The answer must consist of each line below that holds the word "Decimal", copied as it stands.

################

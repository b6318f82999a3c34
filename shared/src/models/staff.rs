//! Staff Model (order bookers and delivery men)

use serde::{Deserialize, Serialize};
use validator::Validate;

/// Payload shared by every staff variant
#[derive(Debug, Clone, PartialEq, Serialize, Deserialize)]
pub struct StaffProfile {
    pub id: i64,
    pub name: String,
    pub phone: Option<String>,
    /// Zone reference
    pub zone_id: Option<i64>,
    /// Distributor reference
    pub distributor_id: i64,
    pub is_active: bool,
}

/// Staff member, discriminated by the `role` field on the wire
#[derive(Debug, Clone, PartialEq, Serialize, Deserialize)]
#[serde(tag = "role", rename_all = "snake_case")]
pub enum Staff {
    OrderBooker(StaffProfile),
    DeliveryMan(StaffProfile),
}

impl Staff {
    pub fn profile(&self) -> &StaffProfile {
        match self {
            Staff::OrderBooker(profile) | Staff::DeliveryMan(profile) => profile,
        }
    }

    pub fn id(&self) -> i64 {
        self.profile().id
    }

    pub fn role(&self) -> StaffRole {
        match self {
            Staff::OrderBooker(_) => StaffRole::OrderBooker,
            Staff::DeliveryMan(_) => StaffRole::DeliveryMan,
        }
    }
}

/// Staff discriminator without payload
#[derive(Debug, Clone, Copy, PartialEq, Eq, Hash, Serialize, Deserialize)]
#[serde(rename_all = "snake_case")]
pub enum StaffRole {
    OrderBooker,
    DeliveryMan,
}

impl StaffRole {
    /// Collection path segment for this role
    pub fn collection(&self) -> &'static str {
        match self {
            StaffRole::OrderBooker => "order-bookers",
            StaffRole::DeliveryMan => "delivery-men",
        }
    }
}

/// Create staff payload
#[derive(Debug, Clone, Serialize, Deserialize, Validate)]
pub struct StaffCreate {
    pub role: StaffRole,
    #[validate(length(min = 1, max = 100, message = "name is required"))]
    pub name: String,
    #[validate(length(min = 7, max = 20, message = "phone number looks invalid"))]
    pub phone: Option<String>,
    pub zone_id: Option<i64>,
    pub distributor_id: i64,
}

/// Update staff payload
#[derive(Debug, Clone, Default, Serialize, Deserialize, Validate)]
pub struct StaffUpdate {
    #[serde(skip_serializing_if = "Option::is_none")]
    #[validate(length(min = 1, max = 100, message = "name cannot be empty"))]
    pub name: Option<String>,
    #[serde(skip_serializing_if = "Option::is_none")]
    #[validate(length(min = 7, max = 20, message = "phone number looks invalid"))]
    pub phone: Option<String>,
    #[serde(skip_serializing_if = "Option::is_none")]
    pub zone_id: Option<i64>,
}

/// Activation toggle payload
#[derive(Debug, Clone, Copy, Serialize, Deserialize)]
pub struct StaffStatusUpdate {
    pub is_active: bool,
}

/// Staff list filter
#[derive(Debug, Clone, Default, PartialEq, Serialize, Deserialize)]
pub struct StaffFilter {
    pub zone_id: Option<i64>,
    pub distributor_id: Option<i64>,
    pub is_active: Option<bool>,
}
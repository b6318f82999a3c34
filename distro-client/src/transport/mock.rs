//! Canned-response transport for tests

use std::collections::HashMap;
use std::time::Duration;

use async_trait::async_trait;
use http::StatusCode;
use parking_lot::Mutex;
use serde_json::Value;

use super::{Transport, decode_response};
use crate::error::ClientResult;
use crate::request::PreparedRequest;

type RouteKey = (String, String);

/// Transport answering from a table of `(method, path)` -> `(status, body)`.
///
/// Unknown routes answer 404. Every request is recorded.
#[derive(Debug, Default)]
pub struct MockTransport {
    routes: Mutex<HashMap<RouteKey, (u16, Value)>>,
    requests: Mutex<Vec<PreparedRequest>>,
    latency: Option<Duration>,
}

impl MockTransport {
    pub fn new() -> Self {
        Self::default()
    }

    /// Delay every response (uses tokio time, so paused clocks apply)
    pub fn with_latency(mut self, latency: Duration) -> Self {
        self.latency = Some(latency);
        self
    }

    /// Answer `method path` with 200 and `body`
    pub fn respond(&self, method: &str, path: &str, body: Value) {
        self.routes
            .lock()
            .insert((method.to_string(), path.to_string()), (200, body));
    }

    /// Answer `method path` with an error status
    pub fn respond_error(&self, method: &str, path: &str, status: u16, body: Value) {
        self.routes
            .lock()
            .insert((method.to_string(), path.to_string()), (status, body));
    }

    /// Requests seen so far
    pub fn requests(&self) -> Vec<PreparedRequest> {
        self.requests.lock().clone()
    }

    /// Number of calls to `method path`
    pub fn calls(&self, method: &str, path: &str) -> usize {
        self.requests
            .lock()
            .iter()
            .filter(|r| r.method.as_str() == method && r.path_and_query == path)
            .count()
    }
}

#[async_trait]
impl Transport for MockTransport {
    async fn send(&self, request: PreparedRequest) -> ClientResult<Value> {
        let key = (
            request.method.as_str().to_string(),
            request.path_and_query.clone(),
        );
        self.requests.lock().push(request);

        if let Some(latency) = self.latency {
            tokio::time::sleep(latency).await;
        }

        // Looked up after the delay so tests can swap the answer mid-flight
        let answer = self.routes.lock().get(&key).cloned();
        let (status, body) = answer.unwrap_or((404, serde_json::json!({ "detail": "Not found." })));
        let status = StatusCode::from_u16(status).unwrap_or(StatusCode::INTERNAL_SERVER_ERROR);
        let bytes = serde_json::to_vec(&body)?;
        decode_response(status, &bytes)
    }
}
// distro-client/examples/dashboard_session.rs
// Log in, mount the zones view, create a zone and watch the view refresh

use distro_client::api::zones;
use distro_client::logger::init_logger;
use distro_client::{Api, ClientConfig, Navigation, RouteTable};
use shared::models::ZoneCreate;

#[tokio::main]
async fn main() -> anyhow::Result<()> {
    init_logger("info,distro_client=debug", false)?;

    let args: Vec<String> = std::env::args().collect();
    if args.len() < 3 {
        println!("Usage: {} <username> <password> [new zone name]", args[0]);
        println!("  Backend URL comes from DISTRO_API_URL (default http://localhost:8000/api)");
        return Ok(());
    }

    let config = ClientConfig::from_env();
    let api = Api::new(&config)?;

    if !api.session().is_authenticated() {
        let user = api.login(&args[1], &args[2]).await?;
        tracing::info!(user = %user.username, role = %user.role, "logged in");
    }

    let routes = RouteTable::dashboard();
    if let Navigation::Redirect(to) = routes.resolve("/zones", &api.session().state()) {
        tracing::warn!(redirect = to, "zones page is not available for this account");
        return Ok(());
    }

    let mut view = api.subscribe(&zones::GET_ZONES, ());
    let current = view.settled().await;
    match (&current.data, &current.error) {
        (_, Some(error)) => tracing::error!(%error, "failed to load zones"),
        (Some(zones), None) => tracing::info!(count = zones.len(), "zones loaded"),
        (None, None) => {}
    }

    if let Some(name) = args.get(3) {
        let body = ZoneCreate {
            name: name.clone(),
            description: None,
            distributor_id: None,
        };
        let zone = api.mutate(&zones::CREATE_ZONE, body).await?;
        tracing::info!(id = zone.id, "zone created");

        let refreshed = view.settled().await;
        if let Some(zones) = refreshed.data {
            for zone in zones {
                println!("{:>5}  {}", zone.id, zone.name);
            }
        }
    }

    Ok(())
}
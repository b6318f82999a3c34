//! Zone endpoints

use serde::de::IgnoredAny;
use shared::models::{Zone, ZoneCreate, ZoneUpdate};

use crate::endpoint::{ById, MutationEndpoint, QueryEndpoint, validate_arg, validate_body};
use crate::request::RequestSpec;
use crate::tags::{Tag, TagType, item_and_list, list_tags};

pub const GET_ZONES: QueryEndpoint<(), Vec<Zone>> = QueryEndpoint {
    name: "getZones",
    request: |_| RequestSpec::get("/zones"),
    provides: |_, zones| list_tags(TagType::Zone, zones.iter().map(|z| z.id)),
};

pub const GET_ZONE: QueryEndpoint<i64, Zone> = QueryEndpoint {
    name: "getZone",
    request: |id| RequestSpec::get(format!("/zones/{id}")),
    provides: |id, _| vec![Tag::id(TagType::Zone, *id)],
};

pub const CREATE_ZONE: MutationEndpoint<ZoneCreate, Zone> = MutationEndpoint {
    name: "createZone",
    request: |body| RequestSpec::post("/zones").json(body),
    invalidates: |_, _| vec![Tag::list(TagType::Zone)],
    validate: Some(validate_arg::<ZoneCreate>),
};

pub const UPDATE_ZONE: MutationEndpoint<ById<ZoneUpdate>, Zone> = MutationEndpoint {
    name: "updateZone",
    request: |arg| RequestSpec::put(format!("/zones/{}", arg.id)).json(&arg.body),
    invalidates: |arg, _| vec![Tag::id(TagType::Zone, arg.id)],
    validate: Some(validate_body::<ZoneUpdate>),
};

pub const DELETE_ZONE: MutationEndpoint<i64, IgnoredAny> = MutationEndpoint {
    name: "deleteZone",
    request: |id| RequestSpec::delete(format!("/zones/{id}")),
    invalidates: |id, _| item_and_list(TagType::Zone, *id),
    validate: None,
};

################

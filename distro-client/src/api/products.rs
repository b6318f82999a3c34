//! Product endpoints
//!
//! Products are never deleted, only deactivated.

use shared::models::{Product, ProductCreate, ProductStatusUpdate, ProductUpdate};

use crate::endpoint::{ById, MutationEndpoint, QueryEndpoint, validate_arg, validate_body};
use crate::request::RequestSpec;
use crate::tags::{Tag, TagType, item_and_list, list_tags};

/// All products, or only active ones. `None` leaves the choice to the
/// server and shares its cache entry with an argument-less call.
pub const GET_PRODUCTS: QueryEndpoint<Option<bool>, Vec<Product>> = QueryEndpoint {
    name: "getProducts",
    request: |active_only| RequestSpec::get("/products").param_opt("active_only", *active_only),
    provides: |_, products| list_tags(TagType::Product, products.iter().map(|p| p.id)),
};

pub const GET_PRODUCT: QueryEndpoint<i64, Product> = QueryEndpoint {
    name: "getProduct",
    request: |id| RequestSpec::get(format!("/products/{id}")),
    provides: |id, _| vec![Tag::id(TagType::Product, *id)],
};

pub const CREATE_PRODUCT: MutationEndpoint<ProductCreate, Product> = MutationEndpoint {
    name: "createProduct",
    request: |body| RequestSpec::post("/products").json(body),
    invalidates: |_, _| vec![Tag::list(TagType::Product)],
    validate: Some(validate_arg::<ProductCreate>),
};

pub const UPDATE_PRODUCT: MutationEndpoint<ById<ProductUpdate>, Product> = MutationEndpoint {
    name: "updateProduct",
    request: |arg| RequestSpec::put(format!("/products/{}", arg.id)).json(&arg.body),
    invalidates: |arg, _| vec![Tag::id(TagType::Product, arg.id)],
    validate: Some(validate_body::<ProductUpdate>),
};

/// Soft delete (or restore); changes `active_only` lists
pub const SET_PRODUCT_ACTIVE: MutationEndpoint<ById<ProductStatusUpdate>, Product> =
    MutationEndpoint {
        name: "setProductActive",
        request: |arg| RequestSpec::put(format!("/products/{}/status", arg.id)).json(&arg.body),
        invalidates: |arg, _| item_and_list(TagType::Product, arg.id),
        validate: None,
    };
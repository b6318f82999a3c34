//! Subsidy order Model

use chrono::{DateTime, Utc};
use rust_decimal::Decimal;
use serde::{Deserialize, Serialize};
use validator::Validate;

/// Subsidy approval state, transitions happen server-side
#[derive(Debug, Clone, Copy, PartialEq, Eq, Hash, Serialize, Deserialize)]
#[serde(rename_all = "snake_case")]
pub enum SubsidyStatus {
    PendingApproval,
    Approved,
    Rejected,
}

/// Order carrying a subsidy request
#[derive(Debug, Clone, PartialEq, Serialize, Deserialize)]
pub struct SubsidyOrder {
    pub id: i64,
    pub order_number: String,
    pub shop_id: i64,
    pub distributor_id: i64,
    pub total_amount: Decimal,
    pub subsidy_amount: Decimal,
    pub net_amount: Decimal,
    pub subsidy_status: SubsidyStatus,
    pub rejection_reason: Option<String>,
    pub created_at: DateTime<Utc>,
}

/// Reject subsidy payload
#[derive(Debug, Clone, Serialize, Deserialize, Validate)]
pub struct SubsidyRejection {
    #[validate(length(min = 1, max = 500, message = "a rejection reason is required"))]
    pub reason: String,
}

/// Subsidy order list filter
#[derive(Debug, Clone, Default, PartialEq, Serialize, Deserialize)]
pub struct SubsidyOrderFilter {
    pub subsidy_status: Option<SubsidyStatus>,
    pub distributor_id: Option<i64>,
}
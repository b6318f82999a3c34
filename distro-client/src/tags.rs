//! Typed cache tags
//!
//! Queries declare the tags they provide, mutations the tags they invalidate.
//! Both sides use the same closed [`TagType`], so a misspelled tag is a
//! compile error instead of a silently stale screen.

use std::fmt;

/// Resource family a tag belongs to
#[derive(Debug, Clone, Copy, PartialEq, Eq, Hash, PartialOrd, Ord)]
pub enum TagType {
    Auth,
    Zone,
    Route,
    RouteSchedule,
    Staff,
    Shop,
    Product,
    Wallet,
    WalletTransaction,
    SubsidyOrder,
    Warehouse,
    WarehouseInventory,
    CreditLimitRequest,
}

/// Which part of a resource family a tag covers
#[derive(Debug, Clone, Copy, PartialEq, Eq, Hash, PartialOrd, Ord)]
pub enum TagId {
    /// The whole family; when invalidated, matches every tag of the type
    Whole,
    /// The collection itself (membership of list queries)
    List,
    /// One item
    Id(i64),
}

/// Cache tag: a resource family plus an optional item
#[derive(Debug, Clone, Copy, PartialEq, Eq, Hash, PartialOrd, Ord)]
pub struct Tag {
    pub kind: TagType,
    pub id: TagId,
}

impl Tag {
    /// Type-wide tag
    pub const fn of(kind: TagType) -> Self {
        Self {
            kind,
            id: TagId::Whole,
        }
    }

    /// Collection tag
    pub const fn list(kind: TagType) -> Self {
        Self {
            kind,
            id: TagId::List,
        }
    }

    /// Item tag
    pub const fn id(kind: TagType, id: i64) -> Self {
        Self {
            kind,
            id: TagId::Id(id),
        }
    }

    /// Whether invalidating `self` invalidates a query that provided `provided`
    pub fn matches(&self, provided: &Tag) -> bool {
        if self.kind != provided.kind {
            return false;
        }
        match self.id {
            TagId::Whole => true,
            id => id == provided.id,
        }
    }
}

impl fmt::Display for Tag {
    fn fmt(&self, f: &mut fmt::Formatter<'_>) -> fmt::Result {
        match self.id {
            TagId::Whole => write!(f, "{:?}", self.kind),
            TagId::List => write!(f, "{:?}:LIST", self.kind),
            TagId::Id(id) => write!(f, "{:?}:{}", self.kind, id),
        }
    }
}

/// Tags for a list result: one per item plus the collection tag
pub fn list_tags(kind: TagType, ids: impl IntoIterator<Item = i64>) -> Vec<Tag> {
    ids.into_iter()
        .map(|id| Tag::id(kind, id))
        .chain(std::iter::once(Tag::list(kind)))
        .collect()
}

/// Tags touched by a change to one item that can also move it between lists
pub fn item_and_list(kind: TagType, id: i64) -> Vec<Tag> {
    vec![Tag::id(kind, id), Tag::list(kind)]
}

################

**Response box:**
use rust_decimal::Decimal;
    pub total_amount: Decimal,
    pub subsidy_amount: Decimal,
    pub net_amount: Decimal,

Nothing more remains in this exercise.